### Stored data
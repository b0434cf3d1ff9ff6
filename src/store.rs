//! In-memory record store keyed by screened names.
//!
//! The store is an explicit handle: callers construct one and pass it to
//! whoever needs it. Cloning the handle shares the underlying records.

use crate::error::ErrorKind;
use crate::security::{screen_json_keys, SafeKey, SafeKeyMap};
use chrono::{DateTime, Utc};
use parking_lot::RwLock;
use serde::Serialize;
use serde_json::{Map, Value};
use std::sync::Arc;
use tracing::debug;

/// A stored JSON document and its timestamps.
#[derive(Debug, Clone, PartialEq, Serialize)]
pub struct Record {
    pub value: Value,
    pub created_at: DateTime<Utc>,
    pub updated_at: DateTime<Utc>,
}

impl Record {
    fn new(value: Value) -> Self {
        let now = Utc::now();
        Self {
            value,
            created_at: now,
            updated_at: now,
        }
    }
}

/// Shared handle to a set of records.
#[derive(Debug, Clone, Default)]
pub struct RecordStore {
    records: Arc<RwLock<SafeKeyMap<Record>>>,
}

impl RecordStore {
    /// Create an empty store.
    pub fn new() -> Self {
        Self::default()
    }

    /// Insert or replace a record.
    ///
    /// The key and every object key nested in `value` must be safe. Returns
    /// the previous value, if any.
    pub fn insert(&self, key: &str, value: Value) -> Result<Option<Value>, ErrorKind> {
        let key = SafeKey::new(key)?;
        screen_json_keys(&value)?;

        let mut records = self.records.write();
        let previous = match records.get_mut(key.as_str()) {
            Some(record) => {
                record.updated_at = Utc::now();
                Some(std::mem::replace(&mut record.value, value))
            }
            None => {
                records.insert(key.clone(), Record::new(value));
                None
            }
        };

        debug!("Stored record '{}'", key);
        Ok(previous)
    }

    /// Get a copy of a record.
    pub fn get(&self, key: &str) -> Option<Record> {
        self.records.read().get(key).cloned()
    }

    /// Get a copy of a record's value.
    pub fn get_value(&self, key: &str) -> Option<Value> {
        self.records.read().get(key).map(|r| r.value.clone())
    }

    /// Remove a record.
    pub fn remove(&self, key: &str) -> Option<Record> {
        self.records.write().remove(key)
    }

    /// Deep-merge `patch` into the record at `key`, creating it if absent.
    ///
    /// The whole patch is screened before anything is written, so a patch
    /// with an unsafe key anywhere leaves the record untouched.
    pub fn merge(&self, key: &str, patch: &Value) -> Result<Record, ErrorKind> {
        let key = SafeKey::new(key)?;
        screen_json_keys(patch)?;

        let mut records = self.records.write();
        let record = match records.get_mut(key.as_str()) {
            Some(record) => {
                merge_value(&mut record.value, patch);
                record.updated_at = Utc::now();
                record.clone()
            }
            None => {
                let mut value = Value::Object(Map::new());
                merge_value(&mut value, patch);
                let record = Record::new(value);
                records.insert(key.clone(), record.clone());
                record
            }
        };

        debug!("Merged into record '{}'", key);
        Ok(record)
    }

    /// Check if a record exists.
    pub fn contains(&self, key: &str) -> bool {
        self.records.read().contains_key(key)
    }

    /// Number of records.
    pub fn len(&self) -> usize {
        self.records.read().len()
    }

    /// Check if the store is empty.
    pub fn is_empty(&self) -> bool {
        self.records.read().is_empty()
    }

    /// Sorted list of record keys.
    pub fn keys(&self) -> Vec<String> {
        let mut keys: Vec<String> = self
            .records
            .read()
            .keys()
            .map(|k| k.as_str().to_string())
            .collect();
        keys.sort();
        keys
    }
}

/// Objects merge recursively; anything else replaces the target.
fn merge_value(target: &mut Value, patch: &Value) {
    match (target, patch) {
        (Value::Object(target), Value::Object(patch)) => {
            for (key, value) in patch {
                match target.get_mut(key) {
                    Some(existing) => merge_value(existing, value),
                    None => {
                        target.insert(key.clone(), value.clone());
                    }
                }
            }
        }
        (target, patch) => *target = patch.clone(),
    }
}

==

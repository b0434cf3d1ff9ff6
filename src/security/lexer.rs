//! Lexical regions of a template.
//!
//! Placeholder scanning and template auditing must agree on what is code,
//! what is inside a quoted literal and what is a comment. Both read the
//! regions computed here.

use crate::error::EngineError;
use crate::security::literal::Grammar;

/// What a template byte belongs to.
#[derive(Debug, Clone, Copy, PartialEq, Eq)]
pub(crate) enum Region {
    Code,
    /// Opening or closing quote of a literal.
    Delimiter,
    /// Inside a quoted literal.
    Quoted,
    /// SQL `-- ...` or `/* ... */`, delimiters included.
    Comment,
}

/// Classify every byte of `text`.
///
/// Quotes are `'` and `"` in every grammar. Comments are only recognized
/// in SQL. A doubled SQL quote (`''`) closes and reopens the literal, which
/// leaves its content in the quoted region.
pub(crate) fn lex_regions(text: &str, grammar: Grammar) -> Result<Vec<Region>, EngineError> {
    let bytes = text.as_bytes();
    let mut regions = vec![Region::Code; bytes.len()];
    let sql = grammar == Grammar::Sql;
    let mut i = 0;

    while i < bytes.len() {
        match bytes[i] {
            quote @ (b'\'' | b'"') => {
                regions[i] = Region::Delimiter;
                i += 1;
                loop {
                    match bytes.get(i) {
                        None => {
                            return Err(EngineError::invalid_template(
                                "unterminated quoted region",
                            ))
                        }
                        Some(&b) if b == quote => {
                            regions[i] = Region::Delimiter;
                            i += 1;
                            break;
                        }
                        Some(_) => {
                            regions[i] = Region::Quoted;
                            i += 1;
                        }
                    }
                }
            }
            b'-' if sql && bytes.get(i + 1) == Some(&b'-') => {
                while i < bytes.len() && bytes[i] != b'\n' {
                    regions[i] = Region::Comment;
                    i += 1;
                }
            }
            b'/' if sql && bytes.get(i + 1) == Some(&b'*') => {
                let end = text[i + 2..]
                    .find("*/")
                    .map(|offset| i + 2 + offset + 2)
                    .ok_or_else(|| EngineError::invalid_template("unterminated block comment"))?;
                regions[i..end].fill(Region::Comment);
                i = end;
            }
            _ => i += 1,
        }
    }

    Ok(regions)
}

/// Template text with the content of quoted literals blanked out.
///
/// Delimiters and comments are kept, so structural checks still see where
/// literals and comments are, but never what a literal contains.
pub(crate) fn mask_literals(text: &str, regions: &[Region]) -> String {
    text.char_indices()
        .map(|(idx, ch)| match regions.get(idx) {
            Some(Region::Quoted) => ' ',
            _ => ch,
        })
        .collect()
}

==

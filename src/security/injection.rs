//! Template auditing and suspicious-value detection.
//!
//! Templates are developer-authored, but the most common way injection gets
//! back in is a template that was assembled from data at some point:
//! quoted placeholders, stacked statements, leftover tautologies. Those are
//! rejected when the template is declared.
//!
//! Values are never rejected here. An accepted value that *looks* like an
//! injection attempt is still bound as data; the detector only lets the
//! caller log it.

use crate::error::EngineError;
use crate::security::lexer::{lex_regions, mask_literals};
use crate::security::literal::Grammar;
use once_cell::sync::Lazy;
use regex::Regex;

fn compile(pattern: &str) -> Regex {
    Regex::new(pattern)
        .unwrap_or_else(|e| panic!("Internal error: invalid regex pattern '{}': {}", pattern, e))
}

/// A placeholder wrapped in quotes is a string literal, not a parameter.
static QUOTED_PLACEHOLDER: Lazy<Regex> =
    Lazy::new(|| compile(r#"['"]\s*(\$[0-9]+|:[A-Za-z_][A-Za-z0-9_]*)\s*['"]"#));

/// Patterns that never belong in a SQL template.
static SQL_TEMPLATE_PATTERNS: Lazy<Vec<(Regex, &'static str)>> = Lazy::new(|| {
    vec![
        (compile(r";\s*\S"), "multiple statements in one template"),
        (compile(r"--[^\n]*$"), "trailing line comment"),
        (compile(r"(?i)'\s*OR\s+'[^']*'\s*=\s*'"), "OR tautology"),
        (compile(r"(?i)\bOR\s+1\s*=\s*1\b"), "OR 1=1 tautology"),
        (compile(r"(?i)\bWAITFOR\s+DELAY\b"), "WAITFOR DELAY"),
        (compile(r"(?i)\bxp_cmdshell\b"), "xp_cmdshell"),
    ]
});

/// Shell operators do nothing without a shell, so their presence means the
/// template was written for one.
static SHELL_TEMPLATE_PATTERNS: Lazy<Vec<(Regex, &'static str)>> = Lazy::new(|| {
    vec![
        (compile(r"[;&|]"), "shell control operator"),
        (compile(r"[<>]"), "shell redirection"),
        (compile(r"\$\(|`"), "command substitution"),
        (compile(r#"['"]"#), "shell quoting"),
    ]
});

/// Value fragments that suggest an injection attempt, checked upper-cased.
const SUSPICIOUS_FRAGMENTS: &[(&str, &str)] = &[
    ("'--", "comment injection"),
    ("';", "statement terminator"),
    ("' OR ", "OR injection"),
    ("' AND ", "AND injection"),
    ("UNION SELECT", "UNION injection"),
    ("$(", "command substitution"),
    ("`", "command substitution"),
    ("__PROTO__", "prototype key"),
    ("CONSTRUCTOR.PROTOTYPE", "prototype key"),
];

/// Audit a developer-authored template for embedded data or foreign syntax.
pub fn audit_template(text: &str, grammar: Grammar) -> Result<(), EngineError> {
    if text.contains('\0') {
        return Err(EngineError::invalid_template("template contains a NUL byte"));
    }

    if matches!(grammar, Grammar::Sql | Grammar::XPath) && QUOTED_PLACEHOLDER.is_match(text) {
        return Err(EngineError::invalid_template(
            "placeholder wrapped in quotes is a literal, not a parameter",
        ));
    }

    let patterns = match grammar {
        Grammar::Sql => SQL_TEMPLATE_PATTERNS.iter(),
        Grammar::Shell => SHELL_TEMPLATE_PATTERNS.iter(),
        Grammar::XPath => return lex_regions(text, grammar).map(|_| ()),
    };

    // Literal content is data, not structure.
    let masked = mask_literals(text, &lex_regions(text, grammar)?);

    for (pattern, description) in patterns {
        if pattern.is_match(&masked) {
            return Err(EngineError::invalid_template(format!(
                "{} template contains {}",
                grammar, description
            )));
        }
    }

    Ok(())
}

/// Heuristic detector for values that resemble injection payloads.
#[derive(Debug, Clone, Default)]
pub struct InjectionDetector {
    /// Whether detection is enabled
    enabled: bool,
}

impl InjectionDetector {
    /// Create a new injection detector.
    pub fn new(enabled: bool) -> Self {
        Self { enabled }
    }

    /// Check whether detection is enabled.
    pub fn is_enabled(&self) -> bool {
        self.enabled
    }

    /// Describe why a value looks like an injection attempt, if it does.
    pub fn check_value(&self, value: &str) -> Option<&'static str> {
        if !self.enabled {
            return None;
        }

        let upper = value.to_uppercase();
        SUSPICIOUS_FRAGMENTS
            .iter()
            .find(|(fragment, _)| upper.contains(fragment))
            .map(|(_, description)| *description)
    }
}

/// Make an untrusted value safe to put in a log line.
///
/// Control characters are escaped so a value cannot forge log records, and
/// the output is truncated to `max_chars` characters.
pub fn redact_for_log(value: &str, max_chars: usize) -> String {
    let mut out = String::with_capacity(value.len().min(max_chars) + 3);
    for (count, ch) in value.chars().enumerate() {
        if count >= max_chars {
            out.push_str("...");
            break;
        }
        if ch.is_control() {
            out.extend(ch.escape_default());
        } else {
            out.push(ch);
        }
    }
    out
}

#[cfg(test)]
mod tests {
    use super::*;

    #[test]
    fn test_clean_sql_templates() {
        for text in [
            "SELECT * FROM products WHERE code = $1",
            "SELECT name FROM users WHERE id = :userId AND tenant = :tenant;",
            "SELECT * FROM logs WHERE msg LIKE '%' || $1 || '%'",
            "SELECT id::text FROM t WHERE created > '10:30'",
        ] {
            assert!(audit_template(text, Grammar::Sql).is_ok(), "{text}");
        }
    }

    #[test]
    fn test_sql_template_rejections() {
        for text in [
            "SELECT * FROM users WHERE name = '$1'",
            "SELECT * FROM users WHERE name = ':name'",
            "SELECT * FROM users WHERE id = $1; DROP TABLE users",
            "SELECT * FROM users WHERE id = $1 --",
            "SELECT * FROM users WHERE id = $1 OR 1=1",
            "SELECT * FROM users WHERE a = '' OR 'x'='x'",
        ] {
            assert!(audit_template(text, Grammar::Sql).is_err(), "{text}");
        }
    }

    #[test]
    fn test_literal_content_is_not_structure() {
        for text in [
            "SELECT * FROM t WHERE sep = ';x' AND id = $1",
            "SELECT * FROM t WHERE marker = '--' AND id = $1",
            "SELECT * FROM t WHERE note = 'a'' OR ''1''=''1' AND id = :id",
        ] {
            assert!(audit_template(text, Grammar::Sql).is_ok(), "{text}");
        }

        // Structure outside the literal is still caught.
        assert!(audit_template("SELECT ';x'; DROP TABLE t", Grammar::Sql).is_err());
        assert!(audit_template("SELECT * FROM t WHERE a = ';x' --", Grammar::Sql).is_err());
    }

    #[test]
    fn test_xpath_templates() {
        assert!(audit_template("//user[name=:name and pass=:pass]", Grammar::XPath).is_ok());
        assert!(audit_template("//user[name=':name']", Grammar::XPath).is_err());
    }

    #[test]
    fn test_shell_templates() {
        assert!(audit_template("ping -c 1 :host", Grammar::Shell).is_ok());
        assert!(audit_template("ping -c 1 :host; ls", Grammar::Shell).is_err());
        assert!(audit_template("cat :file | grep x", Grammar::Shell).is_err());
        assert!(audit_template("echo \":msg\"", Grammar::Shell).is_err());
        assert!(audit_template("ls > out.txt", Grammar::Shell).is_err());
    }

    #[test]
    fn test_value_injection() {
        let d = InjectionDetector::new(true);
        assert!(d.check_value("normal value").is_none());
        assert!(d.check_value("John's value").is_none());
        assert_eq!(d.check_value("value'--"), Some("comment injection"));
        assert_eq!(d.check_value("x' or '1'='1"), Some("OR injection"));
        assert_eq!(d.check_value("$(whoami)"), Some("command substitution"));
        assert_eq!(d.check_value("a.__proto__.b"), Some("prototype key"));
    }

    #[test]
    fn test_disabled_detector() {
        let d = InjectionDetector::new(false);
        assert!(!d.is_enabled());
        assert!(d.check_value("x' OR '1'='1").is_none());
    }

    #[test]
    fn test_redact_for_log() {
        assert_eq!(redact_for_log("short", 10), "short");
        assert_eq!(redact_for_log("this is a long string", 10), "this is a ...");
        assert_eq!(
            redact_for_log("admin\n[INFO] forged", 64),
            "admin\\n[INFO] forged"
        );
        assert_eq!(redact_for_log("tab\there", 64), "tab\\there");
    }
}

### WORK INSTRUCTION
The range runs from the line above containing "attempt, checked upper-cased." to the line containing "if matches!(grammar, Grammar::Sql", inclusive. Restate those lines word for word and no others.

### OUTPUT OF THE EXERCISE
/// Value fragments that suggest an injection attempt, checked upper-cased.
const SUSPICIOUS_FRAGMENTS: &[(&str, &str)] = &[
    ("'--", "comment injection"),
    ("';", "statement terminator"),
    ("' OR ", "OR injection"),
    ("' AND ", "AND injection"),
    ("UNION SELECT", "UNION injection"),
    ("$(", "command substitution"),
    ("`", "command substitution"),
    ("__PROTO__", "prototype key"),
    ("CONSTRUCTOR.PROTOTYPE", "prototype key"),
];

/// Audit a developer-authored template for embedded data or foreign syntax.
pub fn audit_template(text: &str, grammar: Grammar) -> Result<(), EngineError> {
    if text.contains('\0') {
        return Err(EngineError::invalid_template("template contains a NUL byte"));
    }

    if matches!(grammar, Grammar::Sql | Grammar::XPath) && QUOTED_PLACEHOLDER.is_match(text) {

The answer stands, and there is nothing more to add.